I like Stephen Fry. As I mentioned in previous reviews (#56 - The Stars' Tennis Balls and #72 - The Hippopotamus), his best work is still the autobiographical Moab Is My Washpot. I wished that his other stories worked a little harder at being good novels, and were not frivolously nasty or class-obsessed. Be careful what you wish for - that is a theme of Making History, where the hero manages to change the past and avert Hitler's birth. I got what I wished for as well, since Mr Fry obviously did some careful research for his book, but at the cost of losing his wilder flights of verbiage. You get a competent alternate-history work of sci fi (guess what: the world is no better off) with a homosexual love story thrown in, and a tidy ending. It is not really memorable, though.

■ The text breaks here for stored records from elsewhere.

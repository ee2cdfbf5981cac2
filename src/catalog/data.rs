//! Hardcoded demo product tables.

use super::Product;

pub(super) const LAPTOPS: &[Product] = &[
    Product {
        id: "macbook-pro",
        title: "MacBook Pro 16\"",
        spec: "M3 Pro • 16GB RAM • 512GB SSD",
        price: 2_499,
        image_url: "https://images.unsplash.com/photo-1517336714731-489689fd1ca8?w=300&h=200&fit=crop&crop=center",
    },
    Product {
        id: "dell-xps",
        title: "Dell XPS 15",
        spec: "i7 • 16GB RAM • 512GB SSD",
        price: 1_899,
        image_url: "https://images.unsplash.com/photo-1496181133206-80ce9b88a853?w=300&h=200&fit=crop&crop=center",
    },
    Product {
        id: "hp-spectre",
        title: "HP Spectre x360",
        spec: "i5 • 8GB RAM • 256GB SSD",
        price: 1_299,
        image_url: "https://images.unsplash.com/photo-1587831990711-23ca6441447b?w=300&h=200&fit=crop&crop=center",
    },
    Product {
        id: "lenovo-thinkpad",
        title: "Lenovo ThinkPad X1",
        spec: "i7 • 32GB RAM • 1TB SSD",
        price: 2_199,
        image_url: "https://images.unsplash.com/photo-1593642632823-8f785ba67e45?w=300&h=200&fit=crop&crop=center",
    },
    Product {
        id: "asus-zenbook",
        title: "ASUS ZenBook 14",
        spec: "Ryzen 7 • 16GB RAM • 512GB SSD",
        price: 1_599,
        image_url: "https://images.unsplash.com/photo-1603302576837-37561b2e2302?w=300&h=200&fit=crop&crop=center",
    },
    Product {
        id: "surface-laptop",
        title: "Surface Laptop 5",
        spec: "i5 • 8GB RAM • 256GB SSD",
        price: 1_199,
        image_url: "https://images.unsplash.com/photo-1525547719571-a2d4ac8945e2?w=300&h=200&fit=crop&crop=center",
    },
];

pub(super) const SMARTPHONES: &[Product] = &[
    Product {
        id: "iphone-15-pro",
        title: "iPhone 15 Pro",
        spec: "A17 Pro • 128GB • Titanium",
        price: 999,
        image_url: "https://images.unsplash.com/photo-1592750475338-74b7b21085ab?w=300&h=200&fit=crop&crop=center",
    },
    Product {
        id: "samsung-s24",
        title: "Samsung Galaxy S24",
        spec: "Snapdragon 8 Gen 3 • 256GB",
        price: 899,
        image_url: "https://images.unsplash.com/photo-1511707171634-5f897ff02aa9?w=300&h=200&fit=crop&crop=center",
    },
    Product {
        id: "pixel-8-pro",
        title: "Google Pixel 8 Pro",
        spec: "Tensor G3 • 128GB • 5G",
        price: 799,
        image_url: "https://images.unsplash.com/photo-1510557880182-3d4d3cba35a5?w=300&h=200&fit=crop&crop=center",
    },
    Product {
        id: "oneplus-12",
        title: "OnePlus 12",
        spec: "Snapdragon 8 Gen 3 • 256GB",
        price: 699,
        image_url: "https://images.unsplash.com/photo-1601972602288-1f5d7b0b8b8b?w=300&h=200&fit=crop&crop=center",
    },
    Product {
        id: "xiaomi-14",
        title: "Xiaomi 14",
        spec: "Snapdragon 8 Gen 3 • 256GB",
        price: 599,
        image_url: "https://images.unsplash.com/photo-1511707171634-5f897ff02aa9?w=300&h=200&fit=crop&crop=center",
    },
    Product {
        id: "nothing-phone-2",
        title: "Nothing Phone (2)",
        spec: "Snapdragon 8+ Gen 1 • 256GB",
        price: 549,
        image_url: "https://images.unsplash.com/photo-1601972602288-1f5d7b0b8b8b?w=300&h=200&fit=crop&crop=center",
    },
];

pub(super) const TVS: &[Product] = &[
    Product {
        id: "samsung-qled-65",
        title: "Samsung QLED 65\"",
        spec: "4K • HDR10+ • Smart TV",
        price: 1_299,
        image_url: "https://images.unsplash.com/photo-1593359677879-a4bb92f829d1?w=300&h=200&fit=crop&crop=center",
    },
    Product {
        id: "lg-oled-55",
        title: "LG OLED 55\"",
        spec: "4K • OLED • Smart TV",
        price: 1_599,
        image_url: "https://images.unsplash.com/photo-1593359677879-a4bb92f829d1?w=300&h=200&fit=crop&crop=center",
    },
    Product {
        id: "sony-bravia-75",
        title: "Sony Bravia 75\"",
        spec: "4K • HDR • Smart TV",
        price: 2_199,
        image_url: "https://images.unsplash.com/photo-1593359677879-a4bb92f829d1?w=300&h=200&fit=crop&crop=center",
    },
    Product {
        id: "tcl-roku-50",
        title: "TCL Roku 50\"",
        spec: "4K • Roku OS • Smart TV",
        price: 399,
        image_url: "https://images.unsplash.com/photo-1593359677879-a4bb92f829d1?w=300&h=200&fit=crop&crop=center",
    },
    Product {
        id: "hisense-uled-65",
        title: "Hisense ULED 65\"",
        spec: "4K • ULED • Smart TV",
        price: 799,
        image_url: "https://images.unsplash.com/photo-1593359677879-a4bb92f829d1?w=300&h=200&fit=crop&crop=center",
    },
    Product {
        id: "vizio-m-series-55",
        title: "Vizio M-Series 55\"",
        spec: "4K • HDR • Smart TV",
        price: 599,
        image_url: "https://images.unsplash.com/photo-1593359677879-a4bb92f829d1?w=300&h=200&fit=crop&crop=center",
    },
];

pub(super) const APPLIANCES: &[Product] = &[
    Product {
        id: "dyson-v15",
        title: "Dyson V15 Detect",
        spec: "Cordless • Laser Detection • 60min",
        price: 699,
        image_url: "https://images.unsplash.com/photo-1558618666-fcd25c85cd64?w=300&h=200&fit=crop&crop=center",
    },
    Product {
        id: "kitchenaid-mixer",
        title: "KitchenAid Stand Mixer",
        spec: "5 Quart • 10 Speeds • Tilt-Head",
        price: 399,
        image_url: "https://images.unsplash.com/photo-1556909114-f6e7ad7d3136?w=300&h=200&fit=crop&crop=center",
    },
    Product {
        id: "instant-pot-duo",
        title: "Instant Pot Duo",
        spec: "7-in-1 • 6 Quart • Pressure Cooker",
        price: 99,
        image_url: "https://images.unsplash.com/photo-1556909114-f6e7ad7d3136?w=300&h=200&fit=crop&crop=center",
    },
    Product {
        id: "ninja-blender",
        title: "Ninja Professional Blender",
        spec: "1000W • 72oz Pitcher • 4 Blades",
        price: 79,
        image_url: "https://images.unsplash.com/photo-1556909114-f6e7ad7d3136?w=300&h=200&fit=crop&crop=center",
    },
    Product {
        id: "breville-espresso",
        title: "Breville Espresso Machine",
        spec: "15 Bar • Milk Frother • 54mm Portafilter",
        price: 599,
        image_url: "https://images.unsplash.com/photo-1556909114-f6e7ad7d3136?w=300&h=200&fit=crop&crop=center",
    },
    Product {
        id: "air-fryer-xl",
        title: "Ninja Air Fryer XL",
        spec: "5.5 Quart • 4 Functions • 1750W",
        price: 129,
        image_url: "https://images.unsplash.com/photo-1556909114-f6e7ad7d3136?w=300&h=200&fit=crop&crop=center",
    },
];
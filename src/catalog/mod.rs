//! Product catalog: categories, product records, and the catalog source.
//!
//! DESIGN
//! ======
//! Pages never reach into the product tables directly. They go through
//! [`CatalogSource`], so the hardcoded [`StaticCatalog`] can be swapped for
//! another source without touching page wiring.


mod data;
pub mod query;

use serde::{Deserialize, Serialize};

/// Product category shown on the catalog page.
#[derive(Clone, Copy, Debug, Default, PartialEq, Eq, Hash, Serialize, Deserialize)]
#[serde(rename_all = "lowercase")]
pub enum Category {
    #[default]
    Laptops,
    Smartphones,
    Tvs,
    Appliances,
}

impl Category {
    pub const ALL: [Self; 4] = [Self::Laptops, Self::Smartphones, Self::Tvs, Self::Appliances];

    /// Parse the token used in URLs and storage (`laptops`, `tvs`, ...).
    pub fn parse(raw: &str) -> Option<Self> {
        match raw.trim().to_ascii_lowercase().as_str() {
            "laptops" => Some(Self::Laptops),
            "smartphones" => Some(Self::Smartphones),
            "tvs" => Some(Self::Tvs),
            "appliances" => Some(Self::Appliances),
            _ => None,
        }
    }

    pub fn as_str(self) -> &'static str {
        match self {
            Self::Laptops => "laptops",
            Self::Smartphones => "smartphones",
            Self::Tvs => "tvs",
            Self::Appliances => "appliances",
        }
    }

    pub fn display_name(self) -> &'static str {
        match self {
            Self::Laptops => "Laptops",
            Self::Smartphones => "Smartphones",
            Self::Tvs => "TVs",
            Self::Appliances => "Appliances",
        }
    }
}

/// Heading for the catalog page; unknown categories get a generic title.
pub fn catalog_title(raw: &str) -> &'static str {
    Category::parse(raw).map_or("Products", Category::display_name)
}

/// A single product record.
#[derive(Clone, Copy, Debug, PartialEq, Eq)]
pub struct Product {
    pub id: &'static str,
    pub title: &'static str,
    pub spec: &'static str,
    /// Whole US dollars.
    pub price: u32,
    pub image_url: &'static str,
}

impl Product {
    /// Display price, e.g. `$2,499`.
    pub fn price_label(&self) -> String {
        format_price(self.price)
    }

    /// Brand is the first word of the title.
    pub fn brand(&self) -> &'static str {
        self.title.split_whitespace().next().unwrap_or_default()
    }
}

/// Format whole dollars with thousands separators: `2499` -> `$2,499`.
pub fn format_price(dollars: u32) -> String {
    let digits = dollars.to_string();
    let mut out = String::with_capacity(digits.len() + digits.len() / 3 + 1);
    out.push('$');
    for (i, ch) in digits.chars().enumerate() {
        if i > 0 && (digits.len() - i) % 3 == 0 {
            out.push(',');
        }
        out.push(ch);
    }
    out
}

/// Parse a display price back into whole dollars. Accepts `$2,499`, `2499`
/// and `2499.00`; anything else is `None`.
pub fn parse_price(raw: &str) -> Option<u32> {
    let cleaned: String = raw.trim().trim_start_matches('$').chars().filter(|c| *c != ',').collect();
    let whole = cleaned.split_once('.').map_or(cleaned.as_str(), |(whole, _)| whole);
    if whole.is_empty() {
        return None;
    }
    whole.parse().ok()
}

/// Supplies products per category.
pub trait CatalogSource {
    fn products(&self, category: Category) -> &[Product];

    /// Every product, category by category.
    fn all(&self) -> Vec<Product> {
        Category::ALL.into_iter().flat_map(|category| self.products(category).iter().copied()).collect()
    }

    /// Look a product up by id across every category.
    fn find(&self, id: &str) -> Option<&Product> {
        Category::ALL
            .into_iter()
            .flat_map(|category| self.products(category).iter())
            .find(|product| product.id == id)
    }
}

/// The hardcoded demo catalog.
#[derive(Clone, Copy, Debug, Default)]
pub struct StaticCatalog;

impl CatalogSource for StaticCatalog {
    fn products(&self, category: Category) -> &[Product] {
        match category {
            Category::Laptops => data::LAPTOPS,
            Category::Smartphones => data::SMARTPHONES,
            Category::Tvs => data::TVS,
            Category::Appliances => data::APPLIANCES,
        }
    }
}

Speaking of Stephen Fry, if you do not have the complete DVD set of Jeeves and Wooster, then run out and buy it now. Somehow, even the dropping of a slice of lemon into a teacup is witty in this Wodehouse rendition, though the later series get more misogynistic.

A couple of people asked me for advice on Manga that don't include tentacle-rape and other adult delights, so I made an Amazon list. Have a look, and let me know if you can suggest any additions.


Joe wrote: Congratulations! I attempted Making History and could not get involved. Are we talking about the same book? The one I started was about a graduate student whose lover leaves him. That is as far as I got. As a punishment, I am now reading The Ambassadors by Henry James. Oh, Henry, get to the point! And I am just talking about the sentences, not the pages, or the chapters!


Mark wrote: his best work is still Black Adder. Who can forget the General's moustache...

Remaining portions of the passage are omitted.